In real life we produce mental and emotional ‘organic waste’ on a daily basis. A lot of it is of a personal or interpersonal nature, and we don’t know what to do with it. We hope it sorts itself out spontaneously, and sometimes it does.
But often it doesn’t. The inner organic waste we produce can turn sour. It may become quite rotten, it doesn’t break down properly into a stable fertile matter. If it doesn’t break down naturally it tends to accumulate and can cause serious trouble.
Because all Faculties of human Consciousness are connected with one another – they are essentially different information channels of the same broadcasting station – they work together towards a common goal. Their main function is to ensure our well-being.

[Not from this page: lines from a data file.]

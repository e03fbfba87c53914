//! Taxonomy-driven skill matching
//!
//! Free text is normalized, cut into token n-grams, and every n-gram
//! is resolved against the skill taxonomy. A final pass disambiguates
//! single-character skills that only appeared because a compound
//! sibling ("C++", "C#") was present.

use crate::processing::cleaner::normalize_punctuation_for_skills;
use crate::reference::ReferenceData;
use std::collections::HashSet;
use std::sync::Arc;

/// Characters that mark a matched skill as a compound token.
const COMPOUND_CHARS: [char; 6] = ['+', '#', '/', '&', '.', '-'];

pub struct SkillMatcher {
    reference: Arc<ReferenceData>,
    max_ngram: usize,
}

impl SkillMatcher {
    pub fn new(reference: Arc<ReferenceData>) -> Self {
        Self::with_max_ngram(reference, 3)
    }

    pub fn with_max_ngram(reference: Arc<ReferenceData>, max_ngram: usize) -> Self {
        Self { reference, max_ngram }
    }

    /// All contiguous word sequences of length 1..=max_n, lower-cased.
    ///
    /// Tokens are whitespace-delimited; empty tokens are dropped but
    /// single-character tokens ("C", "R") are kept. Output is ordered
    /// by n-gram length, then position.
    pub fn create_ngrams(text: &str, max_n: usize) -> Vec<String> {
        let words: Vec<&str> = text.split_whitespace().collect();
        let mut ngrams = Vec::new();

        for n in 1..=max_n {
            if n > words.len() {
                break;
            }
            for window in words.windows(n) {
                ngrams.push(window.join(" ").to_lowercase());
            }
        }

        ngrams
    }

    /// Resolve a single n-gram to a canonical skill name.
    pub fn search_in_taxonomy(&self, ngram: &str) -> Option<&str> {
        self.reference.taxonomy.find(&ngram.to_lowercase())
    }

    /// Extract the set of canonical skills present in `text`, sorted
    /// lexicographically.
    pub fn extract_skills(&self, text: &str) -> Vec<String> {
        let normalized = normalize_punctuation_for_skills(text);

        let mut found: HashSet<String> = HashSet::new();
        for ngram in Self::create_ngrams(&normalized, self.max_ngram) {
            if let Some(name) = self.reference.taxonomy.find(&ngram) {
                found.insert(name.to_string());
            }
        }

        let words_upper: HashSet<String> = normalized
            .split_whitespace()
            .map(|w| w.to_uppercase())
            .collect();

        // A bare "C" next to "C++" or "C#" is almost always a false
        // positive; a bare "R" next to "REST" is not. Suppress a
        // single-character skill only when a longer matched skill
        // starts with the same character and carries a compound
        // punctuation character.
        let mut skills: Vec<String> = Vec::new();
        for skill in &found {
            if skill.chars().count() != 1 {
                skills.push(skill.clone());
                continue;
            }

            let skill_upper = skill.to_uppercase();
            if !words_upper.contains(&skill_upper) {
                continue;
            }

            let has_compound_sibling = found.iter().any(|other| {
                other != skill
                    && other.chars().count() > 1
                    && other.to_uppercase().starts_with(&skill_upper)
                    && other.chars().any(|c| COMPOUND_CHARS.contains(&c))
            });
            if !has_compound_sibling {
                skills.push(skill.clone());
            }
        }

        skills.sort();
        log::debug!("Matched {} skills in {} chars of text", skills.len(), text.len());
        skills
    }
}

#[cfg(test)]
mod tests {
    use super::*;
    use crate::reference::ReferenceData;

    const TAXONOMY: &str = r#"{
        "programming": {
            "languages": [
                {"name": "C", "aliases": []},
                {"name": "C++", "aliases": ["cpp"]},
                {"name": "C#", "aliases": ["csharp"]},
                {"name": "R"},
                {"name": "Python", "aliases": ["python3"]}
            ],
            "web": [
                {"name": "React", "aliases": ["ReactJS", "react.js"]},
                {"name": "REST", "aliases": ["rest api", "restful"]}
            ]
        },
        "data": [
            {"name": "Machine Learning", "aliases": ["ml"]},
            {"name": "PostgreSQL", "aliases": ["postgres"]}
        ]
    }"#;

    fn matcher() -> SkillMatcher {
        let reference = ReferenceData::from_json(TAXONOMY, "{}").unwrap();
        SkillMatcher::new(Arc::new(reference))
    }

    #[test]
    fn test_ngram_count() {
        // W + (W-1) + (W-2) n-grams for W words and max_n = 3
        let ngrams = SkillMatcher::create_ngrams("one two three four five", 3);
        assert_eq!(ngrams.len(), 5 + 4 + 3);

        let short = SkillMatcher::create_ngrams("one two", 3);
        assert_eq!(short.len(), 2 + 1);
    }

    #[test]
    fn test_ngram_order_and_casing() {
        let ngrams = SkillMatcher::create_ngrams("Python and React", 2);
        assert_eq!(
            ngrams,
            vec!["python", "and", "react", "python and", "and react"]
        );
    }

    #[test]
    fn test_ngrams_keep_single_char_tokens() {
        let ngrams = SkillMatcher::create_ngrams("C and R", 1);
        assert_eq!(ngrams, vec!["c", "and", "r"]);
    }

    #[test]
    fn test_search_alias_case_insensitive() {
        let matcher = matcher();
        assert_eq!(matcher.search_in_taxonomy("reactjs"), Some("React"));
        assert_eq!(matcher.search_in_taxonomy("REACTJS"), Some("React"));
        assert_eq!(matcher.search_in_taxonomy("ReactJS"), Some("React"));
    }

    #[test]
    fn test_extract_multi_word_skill() {
        let matcher = matcher();
        let skills = matcher.extract_skills("Experience with machine learning and Postgres.");
        assert_eq!(skills, vec!["Machine Learning", "PostgreSQL"]);
    }

    #[test]
    fn test_single_char_suppressed_by_compound_sibling() {
        let matcher = matcher();
        let skills = matcher.extract_skills("I use C++ and C for embedded work");
        assert!(skills.contains(&"C++".to_string()));
        assert!(!skills.contains(&"C".to_string()));
    }

    #[test]
    fn test_single_char_kept_without_compound_sibling() {
        let matcher = matcher();
        let skills = matcher.extract_skills("I use R and REST APIs");
        assert!(skills.contains(&"R".to_string()));
        assert!(skills.contains(&"REST".to_string()));
    }

    #[test]
    fn test_skills_sorted_and_deduplicated() {
        let matcher = matcher();
        let skills = matcher.extract_skills("python, Python and PYTHON with React");
        assert_eq!(skills, vec!["Python", "React"]);
    }

    #[test]
    fn test_empty_input() {
        let matcher = matcher();
        assert!(matcher.extract_skills("").is_empty());
    }

    #[test]
    fn test_punctuation_bearing_skill_via_alias() {
        let matcher = matcher();
        let skills = matcher.extract_skills("Strong cpp and csharp background");
        assert_eq!(skills, vec!["C#", "C++"]);
    }
}
//! Text normalization and extraction pipeline

pub mod assembler;
pub mod cleaner;
pub mod personal_info;
pub mod skills;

Therefore they do whatever they can to draw your attention to the organic waste pile within your inner world. They send out signals to let you know whenever something in your inner world wants to grow. And any healthy growth needs healthy stable humus.
Every time something ‘bad’ happens in your life, that’s what it generally means. It’s life saying to you, “will you please go and turn over the inner compost?!”
It means something good is ready to grow. As the quote from Pema Chödron says, “Feelings like disappointment, etcetera, instead of being bad news… they’re like messengers that show us, with terrifying clarity, exactly where we’re stuck.” Unfortunately we tend to dismiss the signals themselves as ‘bad’ and try to get rid of them. Then life turns the volume up to remind us.
The longer this goes on, the more ‘really bad’ things can grow in your inner soil. Turning over the compost becomes harder. Or the whole pile of accumulated organic waste may erupt in one big cathartic meltdown.
One way or another the process of inner transformation has to take its course. With our active participation it can be relatively gentle, pleasant and graceful; against our resistance it can be harsh, distressing and quite dreadful. The Roman stoic philosopher Seneca knew this when he said, “The Fates lead the willing, the reluctant they drag along.”